=== Section Start ===

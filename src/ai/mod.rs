mod chat;
mod derive;
mod relevance;

pub use chat::{message_content, strip_json_fences, ChatClient, ChatProvider, ChatRequest};
pub use derive::MetadataDeriver;
pub use relevance::{Evaluation, RelevanceFilter, FAIL_OPEN_REASON};

#[cfg(test)]
pub(crate) use chat::testing;
pub const SCHEMA: &str = r#"
PRAGMA foreign_keys = ON;

-- categories table
CREATE TABLE IF NOT EXISTS categories (
    id INTEGER PRIMARY KEY AUTOINCREMENT,
    owner_id INTEGER NOT NULL,
    name TEXT NOT NULL,
    derived_summary TEXT,
    derived_subreddits TEXT NOT NULL DEFAULT '[]',
    derived_handles TEXT NOT NULL DEFAULT '[]',
    active INTEGER NOT NULL DEFAULT 1,
    created_at TEXT NOT NULL
);

CREATE INDEX IF NOT EXISTS idx_categories_owner ON categories(owner_id, active);
CREATE UNIQUE INDEX IF NOT EXISTS idx_categories_active_name ON categories(owner_id, name) WHERE active = 1;

-- feed_items table
CREATE TABLE IF NOT EXISTS feed_items (
    id INTEGER PRIMARY KEY AUTOINCREMENT,
    category_id INTEGER NOT NULL REFERENCES categories(id) ON DELETE CASCADE,
    source TEXT NOT NULL,
    source_name TEXT NOT NULL,
    title TEXT NOT NULL,
    summary TEXT,
    content TEXT,
    url TEXT,
    image_url TEXT,
    engagement_score REAL,
    published_at TEXT,
    fetched_at TEXT NOT NULL,
    is_relevant INTEGER NOT NULL DEFAULT 1,
    relevance_reason TEXT,
    raw_payload TEXT
);

CREATE INDEX IF NOT EXISTS idx_feed_items_category ON feed_items(category_id, is_relevant, published_at DESC);
CREATE INDEX IF NOT EXISTS idx_feed_items_source ON feed_items(source, category_id);
CREATE INDEX IF NOT EXISTS idx_feed_items_fetched_at ON feed_items(fetched_at);

-- content_cache table
CREATE TABLE IF NOT EXISTS content_cache (
    cache_key TEXT PRIMARY KEY,
    source TEXT NOT NULL,
    payload TEXT NOT NULL,
    created_at TEXT NOT NULL,
    expires_at TEXT NOT NULL
);

CREATE INDEX IF NOT EXISTS idx_content_cache_expires ON content_cache(expires_at);

-- ingestion_jobs table
CREATE TABLE IF NOT EXISTS ingestion_jobs (
    id INTEGER PRIMARY KEY AUTOINCREMENT,
    kind TEXT NOT NULL,
    status TEXT NOT NULL DEFAULT 'pending',
    parameters TEXT,
    started_at TEXT,
    completed_at TEXT,
    items_created INTEGER NOT NULL DEFAULT 0,
    items_updated INTEGER NOT NULL DEFAULT 0,
    error TEXT,
    created_at TEXT NOT NULL
);

CREATE INDEX IF NOT EXISTS idx_ingestion_jobs_created ON ingestion_jobs(created_at DESC);

-- tasks table (work queue and task status)
CREATE TABLE IF NOT EXISTS tasks (
    id TEXT PRIMARY KEY,
    spec TEXT NOT NULL,
    status TEXT NOT NULL DEFAULT 'pending',
    result TEXT,
    error TEXT,
    created_at TEXT NOT NULL,
    updated_at TEXT NOT NULL
);

CREATE INDEX IF NOT EXISTS idx_tasks_status ON tasks(status, created_at);
"#;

=== Section End ===

Try it → Copy exactly the lines that begin with the one containing "updated_at TEXT NOT NULL" and continue to the end of the records, both included, and nothing more.

Task result →
    updated_at TEXT NOT NULL
);

CREATE INDEX IF NOT EXISTS idx_tasks_status ON tasks(status, created_at);
"#;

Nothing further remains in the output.